著者
Bogue Barbara
出版者
一般社団法人電子情報通信学会
雑誌
電子情報通信学会誌 (ISSN:09135693)
巻号頁・発行日
vol.88, no.11, pp.861-867, 2005-11-01

While the demand for engineers in the United States remains high, large population groups remain outside of the engineering workforce. Women graduation rates hover around 20 percent at all levels (B.S., 20.1 percent; M.S., 21.8 percent; Ph.D. 22.3 percent). During the past 30 years, the U.S. government and industry leaders have come to identify the recruitment and retention of women and other groups underrepresented in engineering (African Americans, Hispanic/Latino Americans, Native American Indians, Asia Americans, and Pacific Islanders) into engineering careers as the key to addressing predicted shortfalls. The drive to increase the number of engineers and scientists in the U.S. began as a Cold War strategy in the U.S. after the launching of the Russian satellite Sputnik in 1957 but has since been re-defined as necessary to national competitiveness.
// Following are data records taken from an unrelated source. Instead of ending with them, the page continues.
//! Realtime frame DTOs.
//!
//! Every frame is a JSON envelope `{"event": <name>, "data": <payload>}`.

use serde::{Deserialize, Serialize};
use serde_json::Value;

// ========================================
// Server → client
// ========================================

pub const STATUS_UPDATE: &str = "queue:status_update";
pub const YOUR_TOKEN_CALLED: &str = "queue:your_token_called";
pub const YOUR_TOKEN_SKIPPED: &str = "queue:your_token_skipped";
pub const YOUR_TOKEN_COMPLETED: &str = "queue:your_token_completed";
pub const YOUR_TOKEN_UPDATED: &str = "queue:your_token_updated";
pub const QUEUE_EMPTY: &str = "queue:empty";
pub const CONNECT_ERROR: &str = "connect_error";

// ========================================
// Client → server
// ========================================

pub const JOIN_QUEUE: &str = "join-queue";
pub const LEAVE_QUEUE: &str = "leave-queue";
pub const CALL_NEXT: &str = "queue:call_next";
pub const COMPLETE_TOKEN: &str = "queue:complete_token";

#[derive(Debug, Clone, PartialEq, Serialize, Deserialize)]
pub struct Envelope {
    pub event: String,
    #[serde(default)]
    pub data: Value,
}

/// Payload of `queue:complete_token`
#[derive(Debug, Clone, PartialEq, Eq, Serialize, Deserialize)]
#[serde(rename_all = "camelCase")]
pub struct CompleteTokenPayload {
    pub queue_id: String,
    pub token_id: String,
}

/// Payload of `queue:empty` and `connect_error`
#[derive(Debug, Clone, PartialEq, Eq, Serialize, Deserialize)]
#[serde(untagged)]
pub enum MessagePayload {
    Text(String),
    Object {
        #[serde(default)]
        message: String,
    },
}

impl MessagePayload {
    pub fn into_message(self) -> String {
        match self {
            MessagePayload::Text(message) | MessagePayload::Object { message } => message,
        }
    }
}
Initial efforts to increase the science, technology, engineering and mathematics (STEM) pool were aimed at increasing traditional candidates, white males. As educational opportunities opened for women, and policy makers, advocacy groups and industry identified diversity as a competitive advantage, major efforts were launched to attract women into STEM careers, particularly engineering where they were severely underrepresented. A key tool in this effort has been the creation of Women in Engineering Programs (WEP) in major engineering schools throughout the country, a movement supported by government, primarily through the National Science Foundation (NSF), non-profit foundations, and private industry. The WEP movement was and is a major player in the increase of numbers of women, in Engineering, rising from four percent of students enrolled at the undergraduate level in 1965 to approximately 20 percent today. However, the increase has not only reached a plateau but appears to be decreasing, raising questions about why the upward growth has ceased and how to continue to increase the numbers of women entering and completing engineering education.